PROBLEM STATEMENT
Set down, please, exactly the lines below that run from the line with "r.record.page_number == 44)" to the line with "assert_eq!(results.len(), 1);", both lines included.

'''

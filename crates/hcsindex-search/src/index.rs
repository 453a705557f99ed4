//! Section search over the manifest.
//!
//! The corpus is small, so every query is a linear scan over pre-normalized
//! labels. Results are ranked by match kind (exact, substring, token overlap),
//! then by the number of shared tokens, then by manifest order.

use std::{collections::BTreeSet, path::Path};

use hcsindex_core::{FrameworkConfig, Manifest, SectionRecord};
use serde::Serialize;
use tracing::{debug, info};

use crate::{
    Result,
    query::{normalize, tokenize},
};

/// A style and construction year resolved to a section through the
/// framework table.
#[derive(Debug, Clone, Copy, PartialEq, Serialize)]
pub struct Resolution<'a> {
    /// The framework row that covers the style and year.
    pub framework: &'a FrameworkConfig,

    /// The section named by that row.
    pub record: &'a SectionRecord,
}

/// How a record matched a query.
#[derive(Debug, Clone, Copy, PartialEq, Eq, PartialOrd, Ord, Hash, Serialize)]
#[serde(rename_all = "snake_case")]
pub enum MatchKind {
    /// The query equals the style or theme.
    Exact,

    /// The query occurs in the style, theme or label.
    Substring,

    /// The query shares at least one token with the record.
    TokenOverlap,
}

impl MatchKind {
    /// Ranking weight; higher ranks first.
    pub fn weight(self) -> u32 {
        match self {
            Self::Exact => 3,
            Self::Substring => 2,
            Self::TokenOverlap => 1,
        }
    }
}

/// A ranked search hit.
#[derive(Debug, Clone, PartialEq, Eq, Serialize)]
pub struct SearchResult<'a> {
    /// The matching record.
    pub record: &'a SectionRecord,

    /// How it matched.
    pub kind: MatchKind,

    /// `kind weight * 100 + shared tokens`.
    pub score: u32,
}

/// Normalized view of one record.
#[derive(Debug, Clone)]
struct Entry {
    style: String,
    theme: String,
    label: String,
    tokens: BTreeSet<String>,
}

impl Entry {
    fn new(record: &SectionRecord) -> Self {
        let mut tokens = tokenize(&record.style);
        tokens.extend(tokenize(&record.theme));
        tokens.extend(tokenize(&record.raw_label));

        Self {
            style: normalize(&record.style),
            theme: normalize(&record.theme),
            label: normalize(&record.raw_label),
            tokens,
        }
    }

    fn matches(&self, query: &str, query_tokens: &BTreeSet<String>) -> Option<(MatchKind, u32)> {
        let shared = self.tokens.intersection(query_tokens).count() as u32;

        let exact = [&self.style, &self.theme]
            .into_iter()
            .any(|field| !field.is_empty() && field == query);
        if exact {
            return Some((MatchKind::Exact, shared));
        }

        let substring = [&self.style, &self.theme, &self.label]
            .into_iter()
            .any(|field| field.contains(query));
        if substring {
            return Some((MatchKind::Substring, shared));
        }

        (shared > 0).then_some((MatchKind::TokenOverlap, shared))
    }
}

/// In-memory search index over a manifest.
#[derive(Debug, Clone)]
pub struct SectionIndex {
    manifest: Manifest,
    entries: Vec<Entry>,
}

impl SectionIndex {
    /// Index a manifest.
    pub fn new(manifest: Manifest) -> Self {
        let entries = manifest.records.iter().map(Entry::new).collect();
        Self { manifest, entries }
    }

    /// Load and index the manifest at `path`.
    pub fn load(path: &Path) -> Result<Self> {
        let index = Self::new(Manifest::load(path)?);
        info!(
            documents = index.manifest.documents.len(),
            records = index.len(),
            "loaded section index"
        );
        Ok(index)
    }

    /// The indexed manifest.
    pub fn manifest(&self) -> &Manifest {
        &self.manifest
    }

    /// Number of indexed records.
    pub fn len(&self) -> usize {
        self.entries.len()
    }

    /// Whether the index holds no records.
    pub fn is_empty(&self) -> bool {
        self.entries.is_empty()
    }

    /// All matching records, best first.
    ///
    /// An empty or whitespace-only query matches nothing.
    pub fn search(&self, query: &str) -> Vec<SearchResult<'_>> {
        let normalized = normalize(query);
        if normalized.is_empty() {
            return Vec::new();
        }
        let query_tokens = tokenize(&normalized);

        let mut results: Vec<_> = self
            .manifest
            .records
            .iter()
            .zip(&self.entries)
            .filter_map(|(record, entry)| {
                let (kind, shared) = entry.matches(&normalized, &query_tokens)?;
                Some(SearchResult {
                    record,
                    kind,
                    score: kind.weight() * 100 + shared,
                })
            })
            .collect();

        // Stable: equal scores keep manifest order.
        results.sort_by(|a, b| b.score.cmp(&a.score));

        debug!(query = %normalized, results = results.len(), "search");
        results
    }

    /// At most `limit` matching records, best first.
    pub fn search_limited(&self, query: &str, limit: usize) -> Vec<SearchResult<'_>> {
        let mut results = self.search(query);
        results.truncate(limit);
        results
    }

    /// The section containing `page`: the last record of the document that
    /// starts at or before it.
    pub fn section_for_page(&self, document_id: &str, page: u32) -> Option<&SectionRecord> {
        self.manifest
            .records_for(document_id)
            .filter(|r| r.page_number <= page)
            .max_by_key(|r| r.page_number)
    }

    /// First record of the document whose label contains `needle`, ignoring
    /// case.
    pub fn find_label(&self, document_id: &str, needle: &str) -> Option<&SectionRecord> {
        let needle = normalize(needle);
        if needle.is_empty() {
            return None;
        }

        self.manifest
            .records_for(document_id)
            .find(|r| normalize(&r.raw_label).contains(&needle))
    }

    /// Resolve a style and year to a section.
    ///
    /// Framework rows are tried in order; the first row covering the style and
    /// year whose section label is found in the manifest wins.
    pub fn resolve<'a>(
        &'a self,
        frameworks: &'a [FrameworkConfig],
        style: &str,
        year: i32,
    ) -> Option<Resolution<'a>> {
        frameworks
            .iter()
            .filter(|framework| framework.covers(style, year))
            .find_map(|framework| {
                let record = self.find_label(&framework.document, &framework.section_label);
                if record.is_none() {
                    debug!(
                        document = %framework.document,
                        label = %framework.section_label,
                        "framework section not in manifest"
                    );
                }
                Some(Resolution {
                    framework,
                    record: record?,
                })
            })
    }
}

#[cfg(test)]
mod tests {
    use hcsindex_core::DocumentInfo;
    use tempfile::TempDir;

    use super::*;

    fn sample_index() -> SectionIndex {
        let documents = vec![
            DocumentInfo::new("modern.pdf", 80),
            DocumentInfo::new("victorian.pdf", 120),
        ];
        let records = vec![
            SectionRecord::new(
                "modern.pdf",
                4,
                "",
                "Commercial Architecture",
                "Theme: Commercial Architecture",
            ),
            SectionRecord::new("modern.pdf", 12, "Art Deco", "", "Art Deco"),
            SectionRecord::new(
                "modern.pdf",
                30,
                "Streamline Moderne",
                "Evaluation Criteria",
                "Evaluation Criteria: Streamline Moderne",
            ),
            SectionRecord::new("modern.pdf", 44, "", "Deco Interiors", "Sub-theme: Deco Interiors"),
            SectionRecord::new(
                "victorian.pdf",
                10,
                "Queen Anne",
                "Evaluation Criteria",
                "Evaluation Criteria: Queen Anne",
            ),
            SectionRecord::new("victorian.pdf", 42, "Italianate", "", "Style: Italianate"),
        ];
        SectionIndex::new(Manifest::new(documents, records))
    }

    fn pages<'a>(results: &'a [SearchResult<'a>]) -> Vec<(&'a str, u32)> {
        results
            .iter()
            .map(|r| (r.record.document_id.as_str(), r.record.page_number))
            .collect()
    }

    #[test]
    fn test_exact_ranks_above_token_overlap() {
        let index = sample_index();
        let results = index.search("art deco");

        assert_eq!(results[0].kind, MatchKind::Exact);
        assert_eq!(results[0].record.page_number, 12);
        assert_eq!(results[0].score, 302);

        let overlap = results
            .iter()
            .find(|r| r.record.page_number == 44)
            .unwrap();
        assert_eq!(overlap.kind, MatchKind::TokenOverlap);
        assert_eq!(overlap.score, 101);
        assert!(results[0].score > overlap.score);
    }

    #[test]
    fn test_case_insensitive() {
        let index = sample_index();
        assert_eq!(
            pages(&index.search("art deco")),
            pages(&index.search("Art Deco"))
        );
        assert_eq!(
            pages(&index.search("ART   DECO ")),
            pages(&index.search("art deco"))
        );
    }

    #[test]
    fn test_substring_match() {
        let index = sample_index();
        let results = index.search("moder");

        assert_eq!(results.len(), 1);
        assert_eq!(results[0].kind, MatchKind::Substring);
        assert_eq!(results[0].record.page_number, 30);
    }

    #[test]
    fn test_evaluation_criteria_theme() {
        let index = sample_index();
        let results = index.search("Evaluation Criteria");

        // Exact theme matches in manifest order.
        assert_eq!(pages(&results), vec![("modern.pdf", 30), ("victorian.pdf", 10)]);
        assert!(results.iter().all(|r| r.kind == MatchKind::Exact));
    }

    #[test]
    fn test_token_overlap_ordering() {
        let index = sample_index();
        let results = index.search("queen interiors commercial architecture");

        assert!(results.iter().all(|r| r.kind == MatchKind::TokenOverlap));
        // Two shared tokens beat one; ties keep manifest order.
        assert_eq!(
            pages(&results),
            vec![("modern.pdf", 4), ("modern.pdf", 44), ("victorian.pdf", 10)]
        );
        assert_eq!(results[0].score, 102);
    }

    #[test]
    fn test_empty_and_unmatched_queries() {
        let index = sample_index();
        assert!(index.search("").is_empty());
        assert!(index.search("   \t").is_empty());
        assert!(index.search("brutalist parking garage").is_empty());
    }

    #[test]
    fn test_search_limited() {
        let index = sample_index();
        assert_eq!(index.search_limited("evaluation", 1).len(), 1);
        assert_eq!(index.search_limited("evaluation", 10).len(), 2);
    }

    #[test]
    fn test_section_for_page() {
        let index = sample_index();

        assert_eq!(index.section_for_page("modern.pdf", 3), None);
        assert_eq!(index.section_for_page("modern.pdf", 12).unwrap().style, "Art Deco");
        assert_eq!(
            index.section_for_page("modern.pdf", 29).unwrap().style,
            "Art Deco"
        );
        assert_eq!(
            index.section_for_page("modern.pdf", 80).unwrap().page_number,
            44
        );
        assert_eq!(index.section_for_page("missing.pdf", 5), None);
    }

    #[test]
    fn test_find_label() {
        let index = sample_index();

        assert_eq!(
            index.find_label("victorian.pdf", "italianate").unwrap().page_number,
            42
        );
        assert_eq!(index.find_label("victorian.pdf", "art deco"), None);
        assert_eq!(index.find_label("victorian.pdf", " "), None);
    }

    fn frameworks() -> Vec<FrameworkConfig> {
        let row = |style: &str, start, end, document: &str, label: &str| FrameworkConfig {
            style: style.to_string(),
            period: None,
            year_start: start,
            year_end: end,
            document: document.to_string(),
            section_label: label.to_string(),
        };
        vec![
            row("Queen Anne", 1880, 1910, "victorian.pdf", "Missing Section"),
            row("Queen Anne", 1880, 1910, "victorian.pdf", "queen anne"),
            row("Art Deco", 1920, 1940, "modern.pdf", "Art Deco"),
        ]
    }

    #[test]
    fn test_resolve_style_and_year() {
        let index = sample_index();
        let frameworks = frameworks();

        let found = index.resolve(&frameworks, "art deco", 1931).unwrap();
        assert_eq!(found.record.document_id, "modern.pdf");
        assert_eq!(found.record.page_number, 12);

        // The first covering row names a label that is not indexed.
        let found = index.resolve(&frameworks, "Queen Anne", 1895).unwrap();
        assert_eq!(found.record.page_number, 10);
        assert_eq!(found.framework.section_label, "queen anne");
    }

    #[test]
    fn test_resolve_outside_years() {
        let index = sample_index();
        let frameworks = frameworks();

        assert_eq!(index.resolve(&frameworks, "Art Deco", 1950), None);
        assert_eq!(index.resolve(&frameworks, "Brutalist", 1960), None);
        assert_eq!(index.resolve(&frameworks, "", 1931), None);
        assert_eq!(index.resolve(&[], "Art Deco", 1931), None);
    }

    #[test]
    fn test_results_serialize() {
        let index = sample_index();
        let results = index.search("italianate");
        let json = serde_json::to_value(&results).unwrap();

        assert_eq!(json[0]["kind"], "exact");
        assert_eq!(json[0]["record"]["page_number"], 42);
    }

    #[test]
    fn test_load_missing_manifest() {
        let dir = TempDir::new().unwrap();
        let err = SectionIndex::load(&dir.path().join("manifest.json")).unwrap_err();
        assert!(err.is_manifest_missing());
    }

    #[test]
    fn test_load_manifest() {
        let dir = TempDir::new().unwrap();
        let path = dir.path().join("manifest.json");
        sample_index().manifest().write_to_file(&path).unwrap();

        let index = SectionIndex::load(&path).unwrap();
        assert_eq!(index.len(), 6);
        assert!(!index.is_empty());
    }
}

'''
'''

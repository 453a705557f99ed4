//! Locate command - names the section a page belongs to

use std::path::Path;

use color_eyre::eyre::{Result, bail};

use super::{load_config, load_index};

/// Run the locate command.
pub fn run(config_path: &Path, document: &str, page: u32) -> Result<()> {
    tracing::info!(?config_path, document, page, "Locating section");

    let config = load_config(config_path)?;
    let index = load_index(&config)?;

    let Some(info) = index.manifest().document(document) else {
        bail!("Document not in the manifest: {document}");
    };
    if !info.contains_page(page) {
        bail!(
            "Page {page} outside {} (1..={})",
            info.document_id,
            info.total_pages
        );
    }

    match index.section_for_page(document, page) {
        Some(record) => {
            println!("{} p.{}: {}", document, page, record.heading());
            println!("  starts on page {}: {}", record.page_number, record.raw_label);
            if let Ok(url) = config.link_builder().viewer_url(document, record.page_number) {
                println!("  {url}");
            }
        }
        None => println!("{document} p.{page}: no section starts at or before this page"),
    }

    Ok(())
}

'''

OUTPUT FOR THIS EXERCISE
            .find(|r| r.record.page_number == 44)
            .unwrap();
        assert_eq!(overlap.kind, MatchKind::TokenOverlap);
        assert_eq!(overlap.score, 101);
        assert!(results[0].score > overlap.score);
    }

    #[test]
    fn test_case_insensitive() {
        let index = sample_index();
        assert_eq!(
            pages(&index.search("art deco")),
            pages(&index.search("Art Deco"))
        );
        assert_eq!(
            pages(&index.search("ART   DECO ")),
            pages(&index.search("art deco"))
        );
    }

    #[test]
    fn test_substring_match() {
        let index = sample_index();
        let results = index.search("moder");

        assert_eq!(results.len(), 1);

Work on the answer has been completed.